Please return every line of the records below that holds the word "https".

▶ _INPUT DATA_:
──────────
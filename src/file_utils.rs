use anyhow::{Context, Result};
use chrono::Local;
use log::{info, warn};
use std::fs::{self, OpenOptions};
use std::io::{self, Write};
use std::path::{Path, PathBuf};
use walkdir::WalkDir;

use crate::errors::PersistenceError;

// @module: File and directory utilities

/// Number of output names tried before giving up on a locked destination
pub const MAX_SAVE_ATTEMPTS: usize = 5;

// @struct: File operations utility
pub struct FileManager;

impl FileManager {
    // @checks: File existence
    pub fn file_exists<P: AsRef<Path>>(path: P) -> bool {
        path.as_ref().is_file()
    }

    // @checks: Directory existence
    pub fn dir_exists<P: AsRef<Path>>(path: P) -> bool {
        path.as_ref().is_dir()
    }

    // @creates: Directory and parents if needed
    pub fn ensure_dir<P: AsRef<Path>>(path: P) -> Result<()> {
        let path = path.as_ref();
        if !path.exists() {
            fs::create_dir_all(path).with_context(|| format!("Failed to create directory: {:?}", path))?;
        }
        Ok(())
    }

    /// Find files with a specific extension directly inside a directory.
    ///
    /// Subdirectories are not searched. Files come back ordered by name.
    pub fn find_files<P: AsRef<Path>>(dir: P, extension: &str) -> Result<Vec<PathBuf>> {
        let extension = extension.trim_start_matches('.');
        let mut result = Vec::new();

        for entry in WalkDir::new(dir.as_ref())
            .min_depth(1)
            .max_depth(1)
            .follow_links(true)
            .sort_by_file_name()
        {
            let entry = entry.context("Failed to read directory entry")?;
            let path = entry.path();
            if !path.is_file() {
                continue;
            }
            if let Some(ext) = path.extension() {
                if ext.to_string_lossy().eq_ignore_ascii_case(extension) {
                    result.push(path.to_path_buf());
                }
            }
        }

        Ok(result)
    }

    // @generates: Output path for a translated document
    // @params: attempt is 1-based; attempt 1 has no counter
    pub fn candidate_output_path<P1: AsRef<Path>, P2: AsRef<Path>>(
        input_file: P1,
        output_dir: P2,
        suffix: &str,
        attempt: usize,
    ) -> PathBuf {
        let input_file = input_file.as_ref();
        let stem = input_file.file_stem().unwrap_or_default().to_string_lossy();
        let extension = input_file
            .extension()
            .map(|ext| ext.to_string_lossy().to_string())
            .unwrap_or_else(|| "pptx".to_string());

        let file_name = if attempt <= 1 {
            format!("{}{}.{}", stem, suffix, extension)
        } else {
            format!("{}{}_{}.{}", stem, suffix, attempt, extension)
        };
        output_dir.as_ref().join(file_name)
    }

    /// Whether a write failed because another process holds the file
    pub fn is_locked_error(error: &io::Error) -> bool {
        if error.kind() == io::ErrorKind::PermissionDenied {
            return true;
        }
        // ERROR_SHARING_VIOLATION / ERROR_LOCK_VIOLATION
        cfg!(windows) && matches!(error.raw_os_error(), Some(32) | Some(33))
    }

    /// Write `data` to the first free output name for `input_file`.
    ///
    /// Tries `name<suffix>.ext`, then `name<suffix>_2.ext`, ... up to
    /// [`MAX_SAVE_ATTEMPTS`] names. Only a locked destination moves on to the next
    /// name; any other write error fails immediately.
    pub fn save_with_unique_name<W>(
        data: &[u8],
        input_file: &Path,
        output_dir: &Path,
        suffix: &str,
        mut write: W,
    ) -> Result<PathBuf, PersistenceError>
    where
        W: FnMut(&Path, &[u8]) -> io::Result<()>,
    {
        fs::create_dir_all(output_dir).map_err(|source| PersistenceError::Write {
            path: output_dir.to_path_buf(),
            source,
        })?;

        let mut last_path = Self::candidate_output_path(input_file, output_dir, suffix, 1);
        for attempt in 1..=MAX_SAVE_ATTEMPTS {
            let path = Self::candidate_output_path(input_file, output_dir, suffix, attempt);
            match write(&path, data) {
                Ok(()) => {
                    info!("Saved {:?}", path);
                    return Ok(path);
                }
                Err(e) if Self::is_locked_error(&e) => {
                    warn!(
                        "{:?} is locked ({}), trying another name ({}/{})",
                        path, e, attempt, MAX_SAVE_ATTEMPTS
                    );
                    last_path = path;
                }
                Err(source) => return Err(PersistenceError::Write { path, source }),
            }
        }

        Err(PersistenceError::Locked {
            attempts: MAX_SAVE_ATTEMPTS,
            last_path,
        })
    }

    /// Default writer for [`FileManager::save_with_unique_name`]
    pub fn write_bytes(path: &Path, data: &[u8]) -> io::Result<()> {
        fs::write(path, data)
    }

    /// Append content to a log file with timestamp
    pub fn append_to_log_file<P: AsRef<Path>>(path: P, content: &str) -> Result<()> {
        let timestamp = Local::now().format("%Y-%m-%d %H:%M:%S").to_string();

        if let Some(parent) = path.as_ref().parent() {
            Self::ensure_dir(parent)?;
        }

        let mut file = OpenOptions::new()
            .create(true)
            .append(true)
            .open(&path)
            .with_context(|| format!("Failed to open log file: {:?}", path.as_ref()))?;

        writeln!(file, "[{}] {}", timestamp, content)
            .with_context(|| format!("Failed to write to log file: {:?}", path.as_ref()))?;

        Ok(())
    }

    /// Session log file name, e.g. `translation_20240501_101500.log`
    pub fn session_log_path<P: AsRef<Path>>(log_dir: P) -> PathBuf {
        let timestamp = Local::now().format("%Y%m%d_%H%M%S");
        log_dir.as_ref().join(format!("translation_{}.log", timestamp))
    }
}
──────────
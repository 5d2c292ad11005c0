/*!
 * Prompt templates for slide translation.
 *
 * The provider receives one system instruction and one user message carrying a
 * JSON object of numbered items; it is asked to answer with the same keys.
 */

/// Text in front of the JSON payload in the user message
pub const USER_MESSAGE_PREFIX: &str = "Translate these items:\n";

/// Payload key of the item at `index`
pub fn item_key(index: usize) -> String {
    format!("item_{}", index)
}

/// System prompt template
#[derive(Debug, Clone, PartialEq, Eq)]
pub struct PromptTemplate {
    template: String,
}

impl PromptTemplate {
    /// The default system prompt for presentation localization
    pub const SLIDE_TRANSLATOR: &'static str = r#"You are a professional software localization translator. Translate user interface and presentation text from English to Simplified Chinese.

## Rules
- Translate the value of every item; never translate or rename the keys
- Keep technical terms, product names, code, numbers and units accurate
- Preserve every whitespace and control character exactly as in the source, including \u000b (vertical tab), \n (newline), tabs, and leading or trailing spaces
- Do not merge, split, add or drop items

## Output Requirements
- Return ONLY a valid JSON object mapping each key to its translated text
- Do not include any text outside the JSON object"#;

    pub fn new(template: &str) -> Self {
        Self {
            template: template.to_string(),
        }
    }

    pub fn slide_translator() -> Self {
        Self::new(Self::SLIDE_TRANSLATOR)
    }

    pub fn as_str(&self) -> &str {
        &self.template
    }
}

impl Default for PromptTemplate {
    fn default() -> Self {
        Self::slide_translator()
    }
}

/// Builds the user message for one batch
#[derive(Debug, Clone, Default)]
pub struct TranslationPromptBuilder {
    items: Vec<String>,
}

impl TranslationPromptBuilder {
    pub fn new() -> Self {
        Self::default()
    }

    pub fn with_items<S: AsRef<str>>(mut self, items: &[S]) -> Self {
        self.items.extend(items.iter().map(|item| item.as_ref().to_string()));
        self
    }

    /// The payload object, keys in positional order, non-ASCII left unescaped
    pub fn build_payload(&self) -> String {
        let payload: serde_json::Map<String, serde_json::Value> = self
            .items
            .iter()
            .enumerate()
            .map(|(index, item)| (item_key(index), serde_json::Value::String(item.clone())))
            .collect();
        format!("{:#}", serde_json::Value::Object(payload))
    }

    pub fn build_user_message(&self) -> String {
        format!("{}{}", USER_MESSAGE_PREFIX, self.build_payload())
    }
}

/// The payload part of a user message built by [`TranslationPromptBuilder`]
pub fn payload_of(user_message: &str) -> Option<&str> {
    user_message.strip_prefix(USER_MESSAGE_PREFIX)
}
──────────
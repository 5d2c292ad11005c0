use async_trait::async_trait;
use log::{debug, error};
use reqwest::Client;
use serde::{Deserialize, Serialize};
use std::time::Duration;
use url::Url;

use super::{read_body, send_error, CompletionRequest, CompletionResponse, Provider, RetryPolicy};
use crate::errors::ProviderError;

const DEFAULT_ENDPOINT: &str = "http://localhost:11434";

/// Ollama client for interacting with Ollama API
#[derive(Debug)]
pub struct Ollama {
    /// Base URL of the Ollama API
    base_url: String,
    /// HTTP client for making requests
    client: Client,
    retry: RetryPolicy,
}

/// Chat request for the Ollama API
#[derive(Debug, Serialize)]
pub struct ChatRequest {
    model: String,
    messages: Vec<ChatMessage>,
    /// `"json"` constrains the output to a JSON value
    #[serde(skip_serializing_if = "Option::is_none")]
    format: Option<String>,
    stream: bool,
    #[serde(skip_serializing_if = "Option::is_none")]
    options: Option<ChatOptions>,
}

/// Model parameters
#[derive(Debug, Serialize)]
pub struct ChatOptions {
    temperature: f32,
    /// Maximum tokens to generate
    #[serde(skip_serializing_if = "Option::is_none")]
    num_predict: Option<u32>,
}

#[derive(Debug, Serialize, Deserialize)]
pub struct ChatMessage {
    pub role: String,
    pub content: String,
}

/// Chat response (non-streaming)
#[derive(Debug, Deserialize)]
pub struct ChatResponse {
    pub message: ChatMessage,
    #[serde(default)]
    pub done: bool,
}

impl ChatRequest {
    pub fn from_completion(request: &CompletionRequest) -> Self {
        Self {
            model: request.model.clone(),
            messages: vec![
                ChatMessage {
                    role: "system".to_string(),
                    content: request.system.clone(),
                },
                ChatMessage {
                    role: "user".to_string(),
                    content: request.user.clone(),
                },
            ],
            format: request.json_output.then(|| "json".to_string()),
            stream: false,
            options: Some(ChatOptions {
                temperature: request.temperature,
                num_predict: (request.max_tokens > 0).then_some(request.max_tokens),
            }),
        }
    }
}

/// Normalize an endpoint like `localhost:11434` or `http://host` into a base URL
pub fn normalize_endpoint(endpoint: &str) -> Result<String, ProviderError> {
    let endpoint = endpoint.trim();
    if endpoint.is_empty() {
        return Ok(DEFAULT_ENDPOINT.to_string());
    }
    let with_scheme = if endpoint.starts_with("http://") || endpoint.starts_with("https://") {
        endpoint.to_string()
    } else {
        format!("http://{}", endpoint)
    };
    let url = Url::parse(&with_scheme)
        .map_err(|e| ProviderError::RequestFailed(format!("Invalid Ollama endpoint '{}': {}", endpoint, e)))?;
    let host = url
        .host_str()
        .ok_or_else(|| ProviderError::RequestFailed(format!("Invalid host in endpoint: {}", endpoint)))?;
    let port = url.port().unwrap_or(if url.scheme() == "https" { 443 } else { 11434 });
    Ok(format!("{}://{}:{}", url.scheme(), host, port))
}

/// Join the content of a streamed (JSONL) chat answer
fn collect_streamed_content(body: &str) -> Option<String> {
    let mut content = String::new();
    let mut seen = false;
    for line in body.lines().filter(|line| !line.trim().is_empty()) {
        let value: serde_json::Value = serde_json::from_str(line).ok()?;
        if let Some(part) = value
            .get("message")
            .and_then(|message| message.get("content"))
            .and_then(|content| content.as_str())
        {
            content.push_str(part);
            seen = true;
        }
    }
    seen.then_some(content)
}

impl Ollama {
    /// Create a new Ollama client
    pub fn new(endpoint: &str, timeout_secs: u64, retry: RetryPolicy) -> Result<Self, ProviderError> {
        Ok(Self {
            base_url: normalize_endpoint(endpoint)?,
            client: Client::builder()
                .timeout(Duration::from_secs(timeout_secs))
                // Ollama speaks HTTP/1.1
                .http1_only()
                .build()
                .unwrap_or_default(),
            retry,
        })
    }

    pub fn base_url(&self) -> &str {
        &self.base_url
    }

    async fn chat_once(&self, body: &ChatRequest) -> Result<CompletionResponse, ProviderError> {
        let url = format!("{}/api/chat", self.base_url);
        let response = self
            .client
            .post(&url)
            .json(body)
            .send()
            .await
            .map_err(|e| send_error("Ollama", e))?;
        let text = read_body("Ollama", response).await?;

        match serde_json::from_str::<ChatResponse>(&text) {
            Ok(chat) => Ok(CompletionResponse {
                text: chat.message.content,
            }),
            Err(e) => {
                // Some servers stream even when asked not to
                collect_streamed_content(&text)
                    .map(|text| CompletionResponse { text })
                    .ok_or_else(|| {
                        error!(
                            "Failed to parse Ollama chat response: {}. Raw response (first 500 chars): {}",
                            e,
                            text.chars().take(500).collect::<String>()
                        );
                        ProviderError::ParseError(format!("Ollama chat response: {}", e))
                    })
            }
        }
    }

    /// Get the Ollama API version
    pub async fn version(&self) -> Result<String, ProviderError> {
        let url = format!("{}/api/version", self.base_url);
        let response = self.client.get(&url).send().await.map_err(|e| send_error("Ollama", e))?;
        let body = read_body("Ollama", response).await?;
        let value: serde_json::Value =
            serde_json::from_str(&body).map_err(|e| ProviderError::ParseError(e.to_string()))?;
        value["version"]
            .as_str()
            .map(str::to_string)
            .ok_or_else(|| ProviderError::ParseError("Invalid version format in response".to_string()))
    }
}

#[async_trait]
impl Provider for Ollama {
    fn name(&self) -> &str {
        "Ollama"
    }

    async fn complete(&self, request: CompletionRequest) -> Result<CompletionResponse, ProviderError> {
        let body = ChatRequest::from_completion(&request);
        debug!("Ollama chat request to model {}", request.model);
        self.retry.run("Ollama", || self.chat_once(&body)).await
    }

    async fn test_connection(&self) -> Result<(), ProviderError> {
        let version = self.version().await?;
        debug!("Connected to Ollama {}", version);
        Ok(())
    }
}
──────────
▶ _WRITTEN ANSWER_:
    let with_scheme = if endpoint.starts_with("http://") || endpoint.starts_with("https://") {
    let port = url.port().unwrap_or(if url.scheme() == "https" { 443 } else { 11434 });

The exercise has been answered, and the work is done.